La pomme est originaire des montagnes du Kazakhstan, en Asie centrale. Elle a trouvé en Normandie un climat et des sols particulièrement favorables. Mais d’autres « explications » à cette implantation réussie ont été formulées.
La « pomme de discorde »
Au XVIIIe siècle, l’auteur normand Bernardin de Saint- Pierre rapporte ainsi la légende suivante… La superbe déesse Aphrodite arpentait les rivages de Normandie à la recherche de perles et de coquillages pour sa parure. Pour avoir les mains libres, elle posa sur un rocher sa pomme d’or (la fameuse « pomme de discorde » gagnée lors d’un concours de beauté qui l’avait opposée à d’autres déesses grecques). Distraite, Aphrodite oublia le fruit qui fut dérobé et porté à Thétis. Celle- ci « en sema les pépins dans les campagnes voisines. […] Voilà la cause du grand nombre de pommiers qui croissent [en Normandie] et de la beauté singulière de [ses] filles. »
La poire en embuscade
Dans la réalité, de nombreuses régions de la Gaule étaient autrefois couvertes de pommiers. Mais les « invasions barbares » qui suivirent la
chute de l’Empire romain anéantirent les vergers. En 911, le roi de France offrit des terres aux « hommes du Nord » (les Vikings) pour qu’ils cessent leurs razzias dévastatrices. Dans le duché de Normandie nouvellement créé, la noblesse et le clergé
encouragèrent la replantation de pommiers. Dans les monastères, les pommes n’étaient pas seulement mangées : elles étaient écrasées puis étalées sur les plaies pour accélérer la cicatrisation. De là vient notre « pommade ».

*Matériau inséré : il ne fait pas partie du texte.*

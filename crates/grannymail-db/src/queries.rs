//! Domain operations for the GrannyMail tables and storage bucket

use crate::client::expect_one;
use crate::{DataAccessClient, DbError, DbResult, Direction, Filter, Query, UpdateOutcome};
use chrono::Utc;
use grannymail_core::{
    blob_path, tables, Address, Attachment, Changelog, Draft, File, MediaType, Message, Order,
    Record, Row, SentBy, TabularSource, User,
};
use serde_json::Value;
use tracing::{debug, info, instrument, warn};

const SYSTEM_MESSAGE_KEY: &str = "full_message_name";
const SYSTEM_MESSAGE_SENTINEL: &str = "test";

macro_rules! record_ops {
    ($record:ty, $get:ident, $update:ident, $delete:ident) => {
        impl DataAccessClient {
            #[doc = concat!("Full `", stringify!($record), "` for a probe with at least one unique field set")]
            pub async fn $get(&self, probe: &$record) -> DbResult<$record> {
                self.get(probe).await
            }

            #[doc = concat!("Changelog and apply the fields of `update` that differ from the stored `", stringify!($record), "`")]
            pub async fn $update(&self, probe: &$record, update: &$record) -> DbResult<UpdateOutcome> {
                self.update(probe, update).await
            }

            #[doc = concat!("Delete the stored `", stringify!($record), "` by its id")]
            pub async fn $delete(&self, probe: &$record) -> DbResult<u64> {
                self.delete(probe, None).await
            }
        }
    };
}

record_ops!(User, get_user, update_user, delete_user);
record_ops!(Message, get_message, update_message, delete_message);
record_ops!(File, get_file, update_file, delete_file);
record_ops!(Address, get_address, update_address, delete_address);
record_ops!(Draft, get_draft, update_draft, delete_draft);
record_ops!(Order, get_order, update_order, delete_order);
record_ops!(Attachment, get_attachment, update_attachment, delete_attachment);
record_ops!(Changelog, get_changelog, update_changelog, delete_changelog);

/// Caller-supplied parts of a message to register
#[derive(Debug, Clone, PartialEq)]
pub struct MessageParts {
    pub sent_by: SentBy,
    pub attachment_mime_type: Option<String>,
    pub message_body: Option<String>,
    pub command: Option<String>,
    pub transcript: Option<String>,
}

impl MessageParts {
    pub fn new(sent_by: SentBy) -> Self {
        Self {
            sent_by,
            attachment_mime_type: None,
            message_body: None,
            command: None,
            transcript: None,
        }
    }

    pub fn body(mut self, body: impl Into<String>) -> Self {
        self.message_body = Some(body.into());
        self
    }

    pub fn attachment(mut self, mime_type: impl Into<String>) -> Self {
        self.attachment_mime_type = Some(mime_type.into());
        self
    }

    pub fn command(mut self, command: impl Into<String>) -> Self {
        self.command = Some(command.into());
        self
    }

    pub fn transcript(mut self, transcript: impl Into<String>) -> Self {
        self.transcript = Some(transcript.into());
        self
    }
}

fn require(value: &Option<String>, record: &str, field: &str, action: &str) -> DbResult<String> {
    value.clone().ok_or_else(|| {
        DbError::InvalidInput(format!(
            "{} does not have a {}. Cannot {}",
            record, field, action
        ))
    })
}

impl DataAccessClient {
    pub async fn add_user(&self, user: &User) -> DbResult<User> {
        self.add(user).await
    }

    pub async fn add_message(&self, message: &Message) -> DbResult<Message> {
        self.add(message).await
    }

    pub async fn add_file(&self, file: &File) -> DbResult<File> {
        self.add(file).await
    }

    pub async fn add_draft(&self, draft: &Draft) -> DbResult<Draft> {
        self.add(draft).await
    }

    pub async fn add_address(&self, address: &Address) -> DbResult<Address> {
        require(&address.user_id, "Address", "user_id", "add address")?;
        self.add(address).await
    }

    pub async fn add_order(&self, order: &Order) -> DbResult<Order> {
        for (field, value) in [
            ("user_id", &order.user_id),
            ("draft_id", &order.draft_id),
            ("address_id", &order.address_id),
            ("blob_path", &order.blob_path),
        ] {
            require(value, "Order", field, "add order")?;
        }
        self.add(order).await
    }

    pub async fn add_attachment(&self, attachment: &Attachment) -> DbResult<Attachment> {
        if attachment.draft_id.is_none() && attachment.message_id.is_none() {
            return Err(DbError::InvalidInput(
                "Attachment needs a draft_id or a message_id".into(),
            ));
        }
        self.add(attachment).await
    }

    async fn resolve_user_id(&self, user: &User) -> DbResult<String> {
        let user = self.get_user(user).await?;
        require(&user.user_id, "User", "user_id", "list its rows")
    }

    async fn user_rows<R: Record>(
        &self,
        user: &User,
        order_column: &str,
        order: Direction,
        limit: Option<usize>,
    ) -> DbResult<Vec<R>> {
        let user_id = self.resolve_user_id(user).await?;
        let mut query = Query::filtered(Filter::eq("user_id", user_id)).order_by(order_column, order);
        if let Some(limit) = limit {
            query = query.limit(limit);
        }
        let rows = self.tables().select(R::TABLE, &query).await?;
        debug!("Found {} {} rows for user", rows.len(), R::TABLE);
        rows.into_iter()
            .map(|row| R::from_row(row).map_err(DbError::from))
            .collect()
    }

    /// All messages of a user, oldest first
    #[instrument(skip(self, user))]
    pub async fn get_user_messages(&self, user: &User) -> DbResult<Vec<Message>> {
        self.user_rows(user, "timestamp", Direction::Asc, None).await
    }

    /// All addresses of a user, oldest first
    #[instrument(skip(self, user))]
    pub async fn get_user_addresses(&self, user: &User) -> DbResult<Vec<Address>> {
        self.user_rows(user, "created_at", Direction::Asc, None).await
    }

    /// All drafts of a user, oldest first
    #[instrument(skip(self, user))]
    pub async fn get_user_drafts(&self, user: &User) -> DbResult<Vec<Draft>> {
        self.user_rows(user, "created_at", Direction::Asc, None).await
    }

    /// Most recent draft of a user, `None` if they have none yet
    #[instrument(skip(self, user))]
    pub async fn get_last_draft(&self, user: &User) -> DbResult<Option<Draft>> {
        let drafts = self.user_rows(user, "created_at", Direction::Desc, Some(1)).await?;
        Ok(drafts.into_iter().next())
    }

    /// Most recent message of a user, `None` if they have none yet
    #[instrument(skip(self, user))]
    pub async fn get_last_user_message(&self, user: &User) -> DbResult<Option<Message>> {
        let messages = self.user_rows(user, "timestamp", Direction::Desc, Some(1)).await?;
        Ok(messages.into_iter().next())
    }

    /// Upload `bytes` for `user_id` and return the bucket path.
    ///
    /// Fails with `UnsupportedMediaType` before contacting the bucket if
    /// `mime_type` is not one of the accepted types.
    #[instrument(skip(self, bytes), fields(size = bytes.len()))]
    pub async fn upload_file(&self, bytes: Vec<u8>, user_id: &str, mime_type: &str) -> DbResult<String> {
        let media: MediaType = mime_type.parse()?;
        let path = blob_path(user_id, media, Utc::now());
        self.blobs().upload(&path, bytes, media.mime()).await?;
        info!(%path, "Uploaded file");
        Ok(path)
    }

    /// Bytes of a draft's rendered PDF
    #[instrument(skip(self, draft))]
    pub async fn download_draft(&self, draft: &Draft) -> DbResult<Vec<u8>> {
        let path = draft.blob_path.as_deref().ok_or_else(|| {
            DbError::InvalidState("Draft does not have a blob_path. Cannot download draft".into())
        })?;
        self.blobs().download(path).await
    }

    /// Insert a message from `parts` on behalf of `user`
    #[instrument(skip(self, user, parts), fields(sent_by = ?parts.sent_by))]
    pub async fn register_message(&self, user: &User, parts: MessageParts) -> DbResult<Message> {
        let user_id = require(&user.user_id, "User", "user_id", "register message")?;
        let message = Message {
            user_id: Some(user_id),
            sent_by: Some(parts.sent_by),
            message_body: parts.message_body,
            attachment_mime_type: parts.attachment_mime_type,
            command: parts.command,
            transcript: parts.transcript,
            ..Default::default()
        };
        self.add_message(&message).await
    }

    /// Store a voice memo and link it to `message` with a `files` row.
    ///
    /// If the row insert fails the blob stays in the bucket and the error is
    /// reported as `PartiallyApplied`.
    #[instrument(skip(self, bytes, message), fields(size = bytes.len()))]
    pub async fn register_voice_message(&self, bytes: Vec<u8>, message: &Message) -> DbResult<File> {
        let user_id = require(&message.user_id, "Message", "user_id", "register voice memo")?;
        let message_id = require(&message.message_id, "Message", "message_id", "register voice memo")?;

        let media = MediaType::OggAudio;
        let path = self.upload_file(bytes, &user_id, media.mime()).await?;
        let file = File {
            message_id: Some(message_id),
            mime_type: Some(media.mime().to_string()),
            blob_path: Some(path.clone()),
            ..Default::default()
        };
        match self.add_file(&file).await {
            Ok(file) => Ok(file),
            Err(err) => {
                warn!(%path, "voice memo uploaded but file row not written");
                Err(DbError::partially_applied(format!("uploaded {}", path), err))
            }
        }
    }

    /// Store a rendered PDF and insert the draft pointing at it
    #[instrument(skip(self, draft, pdf_bytes), fields(size = pdf_bytes.len()))]
    pub async fn register_draft(&self, draft: &Draft, pdf_bytes: Vec<u8>) -> DbResult<Draft> {
        let user_id = require(&draft.user_id, "Draft", "user_id", "register draft")?;

        let path = self.upload_file(pdf_bytes, &user_id, MediaType::Pdf.mime()).await?;
        let draft = Draft {
            blob_path: Some(path.clone()),
            ..draft.clone()
        };
        match self.add_draft(&draft).await {
            Ok(draft) => Ok(draft),
            Err(err) => {
                warn!(%path, "draft uploaded but draft row not written");
                Err(DbError::partially_applied(format!("uploaded {}", path), err))
            }
        }
    }

    /// Replace the contents of `system_messages` with `source`, keeping only
    /// columns the table has. Returns the number of rows inserted.
    ///
    /// The source is read and checked before anything is written. Errors
    /// after the sentinel insert are `PartiallyApplied` and say whether the
    /// table was already cleared.
    #[instrument(skip(self, source))]
    pub async fn update_system_messages(&self, source: &dyn TabularSource) -> DbResult<usize> {
        let table = tables::SYSTEM_MESSAGES;

        let sheet = source.fetch().await.map_err(DbError::Source)?;
        if !sheet.columns.iter().any(|c| c == SYSTEM_MESSAGE_KEY) {
            return Err(DbError::InvalidInput(format!(
                "message sheet has no {} column",
                SYSTEM_MESSAGE_KEY
            )));
        }

        // An empty table reports no columns, so read them off a sentinel row
        let mut sentinel = Row::new();
        sentinel.insert(
            SYSTEM_MESSAGE_KEY.into(),
            Value::String(SYSTEM_MESSAGE_SENTINEL.into()),
        );
        self.tables().insert(table, vec![sentinel]).await?;
        let sentinel_written = |err: DbError| {
            DbError::partially_applied(format!("sentinel row inserted into {}", table), err)
        };

        let probe = self
            .tables()
            .select(
                table,
                &Query::filtered(Filter::eq(SYSTEM_MESSAGE_KEY, SYSTEM_MESSAGE_SENTINEL))
                    .limit(1),
            )
            .await
            .map_err(sentinel_written)?;
        let columns: Vec<String> = probe
            .first()
            .map(|row| row.keys().cloned().collect())
            .unwrap_or_default();
        if !columns.iter().any(|c| c == SYSTEM_MESSAGE_KEY) {
            return Err(sentinel_written(DbError::InvalidState(format!(
                "{} is missing the {} column",
                table, SYSTEM_MESSAGE_KEY
            ))));
        }

        let cleared = self
            .tables()
            .delete(table, &Filter::neq(SYSTEM_MESSAGE_KEY, ""))
            .await
            .map_err(sentinel_written)?;
        debug!("Cleared {} rows from {}", cleared.len(), table);

        let rows = sheet.project(&columns);
        if rows.is_empty() {
            info!("Tabular source is empty; {} left empty", table);
            return Ok(0);
        }
        let inserted = match self.tables().insert(table, rows).await {
            Ok(inserted) => inserted,
            Err(err) => {
                warn!(cleared = cleared.len(), "system messages cleared but not refilled");
                return Err(DbError::partially_applied(
                    format!("{} cleared, new rows not inserted", table),
                    err,
                ));
            }
        };
        info!(count = inserted.len(), "Refreshed system messages");
        Ok(inserted.len())
    }

    /// System message `name` in the configured message column
    pub async fn get_system_message(&self, name: &str) -> DbResult<String> {
        let column = self.message_column().to_string();
        self.get_system_message_in(name, &column).await
    }

    /// System message `name` in `column`
    #[instrument(skip(self))]
    pub async fn get_system_message_in(&self, name: &str, column: &str) -> DbResult<String> {
        let table = tables::SYSTEM_MESSAGES;
        let mut rows = self
            .tables()
            .select(table, &Query::filtered(Filter::eq(SYSTEM_MESSAGE_KEY, name)))
            .await?;
        let row = expect_one(&mut rows, table, SYSTEM_MESSAGE_KEY, name)?;
        match row.get(column) {
            Some(Value::String(text)) => Ok(text.clone()),
            Some(other) => Err(DbError::InvalidState(format!(
                "system message {} has no text in column {} (found {})",
                name, column, other
            ))),
            None => Err(DbError::InvalidState(format!(
                "{} has no column {}",
                table, column
            ))),
        }
    }
}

Puis la poire se mit à concurrencer la pomme. Au XVIe siècle, les aristocrates normands la préféraient à cette dernière dont la chair dure exigeait une mastication bruyante, peu distinguée. La pomme se trouva reléguée au rang de fruit grossier, tout juste bon à calmer la faim des miséreux. Mais à la fin du XIXe siècle, l’engouement des Français pour les tartes aux fruits participa à la réhabiliter sur les tables bourgeoises de Normandie.
Une erreur de traduction
La pomme est le fruit par excellence : le mot vient du latin pomum qui, précisément, signifie « fruit » (la pomologie, avec un seul « m », est la science des fruits). Les mythologies antiques en ont fait un aliment ambivalent, à la fois maléfique et bénéfique. Adam et Ève, on le sait, furent chassés du Paradis terrestre pour avoir croqué le fruit défendu. Pourtant, dans le texte de la Genèse, il n’est nulle part question de pomme ! L’explication pourrait provenir d’une erreur de traduction commise au début de la chrétienté… Yahvé avait interdit au premier couple de l’humanité de manger du fruit « de l’arbre de la connaissance du bien et du mal ». Or, en latin, mal se dit malum, un mot qui signifiait également « pomme » !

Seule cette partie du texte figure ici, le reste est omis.